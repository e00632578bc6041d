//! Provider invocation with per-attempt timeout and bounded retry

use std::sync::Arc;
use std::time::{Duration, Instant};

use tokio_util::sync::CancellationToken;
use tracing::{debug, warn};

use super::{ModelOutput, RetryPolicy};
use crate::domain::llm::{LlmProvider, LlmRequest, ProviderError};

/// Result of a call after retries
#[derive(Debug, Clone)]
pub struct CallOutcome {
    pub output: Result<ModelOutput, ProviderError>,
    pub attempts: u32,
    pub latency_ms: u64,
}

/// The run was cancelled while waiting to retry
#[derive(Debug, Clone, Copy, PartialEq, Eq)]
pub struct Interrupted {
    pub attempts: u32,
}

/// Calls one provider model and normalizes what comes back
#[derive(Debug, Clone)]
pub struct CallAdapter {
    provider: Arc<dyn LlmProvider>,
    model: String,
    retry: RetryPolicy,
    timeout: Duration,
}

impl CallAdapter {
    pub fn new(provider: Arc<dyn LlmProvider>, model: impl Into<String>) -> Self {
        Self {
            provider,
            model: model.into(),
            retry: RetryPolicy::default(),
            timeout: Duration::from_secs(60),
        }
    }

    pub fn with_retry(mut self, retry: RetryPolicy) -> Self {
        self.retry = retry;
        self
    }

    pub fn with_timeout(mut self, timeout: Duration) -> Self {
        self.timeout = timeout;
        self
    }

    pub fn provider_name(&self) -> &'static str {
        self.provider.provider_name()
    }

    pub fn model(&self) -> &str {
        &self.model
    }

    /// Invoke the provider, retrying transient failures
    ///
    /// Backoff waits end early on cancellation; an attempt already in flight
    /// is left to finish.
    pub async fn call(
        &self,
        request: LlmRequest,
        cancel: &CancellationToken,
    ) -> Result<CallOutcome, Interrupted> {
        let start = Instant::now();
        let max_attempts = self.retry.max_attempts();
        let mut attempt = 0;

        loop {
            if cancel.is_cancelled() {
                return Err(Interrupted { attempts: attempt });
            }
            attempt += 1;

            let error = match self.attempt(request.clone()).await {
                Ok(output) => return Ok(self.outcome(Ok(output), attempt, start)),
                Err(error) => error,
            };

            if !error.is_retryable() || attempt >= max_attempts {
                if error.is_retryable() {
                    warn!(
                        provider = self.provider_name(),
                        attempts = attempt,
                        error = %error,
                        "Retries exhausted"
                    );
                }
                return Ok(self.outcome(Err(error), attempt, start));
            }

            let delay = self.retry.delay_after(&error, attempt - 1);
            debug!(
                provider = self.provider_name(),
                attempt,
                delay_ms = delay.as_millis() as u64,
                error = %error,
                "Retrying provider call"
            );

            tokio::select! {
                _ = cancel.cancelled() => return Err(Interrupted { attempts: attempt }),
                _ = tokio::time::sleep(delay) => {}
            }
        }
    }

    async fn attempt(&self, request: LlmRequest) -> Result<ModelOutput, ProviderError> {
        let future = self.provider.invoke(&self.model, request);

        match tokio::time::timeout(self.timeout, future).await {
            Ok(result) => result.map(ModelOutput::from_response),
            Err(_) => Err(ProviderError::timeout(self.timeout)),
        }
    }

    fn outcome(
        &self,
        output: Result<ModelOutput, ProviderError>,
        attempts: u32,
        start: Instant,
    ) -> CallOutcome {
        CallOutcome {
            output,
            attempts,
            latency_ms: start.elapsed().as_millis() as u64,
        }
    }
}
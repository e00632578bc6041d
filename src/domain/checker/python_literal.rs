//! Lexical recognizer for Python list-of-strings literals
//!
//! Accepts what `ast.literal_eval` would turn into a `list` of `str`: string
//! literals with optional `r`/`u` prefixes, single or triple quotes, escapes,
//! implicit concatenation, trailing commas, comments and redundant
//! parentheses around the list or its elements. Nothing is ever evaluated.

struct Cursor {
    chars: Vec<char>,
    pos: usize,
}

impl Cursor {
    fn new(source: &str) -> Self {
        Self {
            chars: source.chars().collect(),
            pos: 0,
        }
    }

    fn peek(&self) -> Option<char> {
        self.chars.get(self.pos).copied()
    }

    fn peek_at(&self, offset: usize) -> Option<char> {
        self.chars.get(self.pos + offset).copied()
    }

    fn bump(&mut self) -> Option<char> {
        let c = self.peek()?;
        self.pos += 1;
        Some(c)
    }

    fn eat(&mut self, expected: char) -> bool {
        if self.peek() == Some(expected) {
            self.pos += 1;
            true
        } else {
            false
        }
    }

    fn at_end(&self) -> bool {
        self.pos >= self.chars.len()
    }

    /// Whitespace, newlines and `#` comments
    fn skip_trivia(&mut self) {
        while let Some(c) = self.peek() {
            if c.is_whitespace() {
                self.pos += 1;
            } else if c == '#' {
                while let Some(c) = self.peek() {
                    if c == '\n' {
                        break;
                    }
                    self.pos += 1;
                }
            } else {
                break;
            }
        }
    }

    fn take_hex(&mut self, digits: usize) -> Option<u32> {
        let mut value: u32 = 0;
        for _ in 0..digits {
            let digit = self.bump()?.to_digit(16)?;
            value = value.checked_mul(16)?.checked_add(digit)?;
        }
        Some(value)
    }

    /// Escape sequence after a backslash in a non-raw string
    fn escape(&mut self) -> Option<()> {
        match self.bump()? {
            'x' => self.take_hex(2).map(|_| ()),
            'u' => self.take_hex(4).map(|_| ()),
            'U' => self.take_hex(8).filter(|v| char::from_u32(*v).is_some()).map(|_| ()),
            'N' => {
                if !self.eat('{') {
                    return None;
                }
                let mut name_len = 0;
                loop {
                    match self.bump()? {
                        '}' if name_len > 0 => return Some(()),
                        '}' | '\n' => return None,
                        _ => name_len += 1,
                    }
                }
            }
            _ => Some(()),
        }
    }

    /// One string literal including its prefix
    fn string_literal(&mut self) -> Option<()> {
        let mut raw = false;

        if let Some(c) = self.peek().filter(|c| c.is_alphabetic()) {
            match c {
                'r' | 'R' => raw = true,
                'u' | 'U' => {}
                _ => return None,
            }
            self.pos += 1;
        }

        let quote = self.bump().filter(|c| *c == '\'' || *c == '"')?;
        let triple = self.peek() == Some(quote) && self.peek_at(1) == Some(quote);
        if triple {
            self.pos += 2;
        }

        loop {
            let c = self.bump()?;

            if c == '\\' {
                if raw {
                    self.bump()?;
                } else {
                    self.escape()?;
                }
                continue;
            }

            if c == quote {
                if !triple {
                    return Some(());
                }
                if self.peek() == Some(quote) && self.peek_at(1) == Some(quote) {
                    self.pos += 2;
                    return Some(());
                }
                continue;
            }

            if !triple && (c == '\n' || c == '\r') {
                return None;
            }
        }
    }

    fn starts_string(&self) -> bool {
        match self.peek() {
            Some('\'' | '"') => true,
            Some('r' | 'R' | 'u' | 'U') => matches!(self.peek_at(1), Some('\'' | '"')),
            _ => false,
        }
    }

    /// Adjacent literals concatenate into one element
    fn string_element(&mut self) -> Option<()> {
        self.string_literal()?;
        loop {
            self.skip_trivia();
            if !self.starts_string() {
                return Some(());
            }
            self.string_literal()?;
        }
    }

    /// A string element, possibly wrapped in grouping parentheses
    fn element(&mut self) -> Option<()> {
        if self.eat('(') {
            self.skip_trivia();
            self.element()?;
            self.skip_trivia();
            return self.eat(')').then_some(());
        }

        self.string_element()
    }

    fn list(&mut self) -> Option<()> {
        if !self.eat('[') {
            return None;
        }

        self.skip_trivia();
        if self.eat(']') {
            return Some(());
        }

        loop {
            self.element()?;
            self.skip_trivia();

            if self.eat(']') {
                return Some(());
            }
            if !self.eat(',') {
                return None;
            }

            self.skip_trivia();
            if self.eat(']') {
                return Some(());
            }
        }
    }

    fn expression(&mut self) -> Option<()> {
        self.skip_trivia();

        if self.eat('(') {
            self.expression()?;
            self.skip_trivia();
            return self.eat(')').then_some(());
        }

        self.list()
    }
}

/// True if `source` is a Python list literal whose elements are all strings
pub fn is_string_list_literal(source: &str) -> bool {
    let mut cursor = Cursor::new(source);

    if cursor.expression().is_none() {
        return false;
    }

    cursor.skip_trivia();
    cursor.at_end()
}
····················
What lines above contain "Duration"? Copy them out.

use std::time::{Duration, Instant};
    timeout: Duration,
            timeout: Duration::from_secs(60),
    pub fn with_timeout(mut self, timeout: Duration) -> Self {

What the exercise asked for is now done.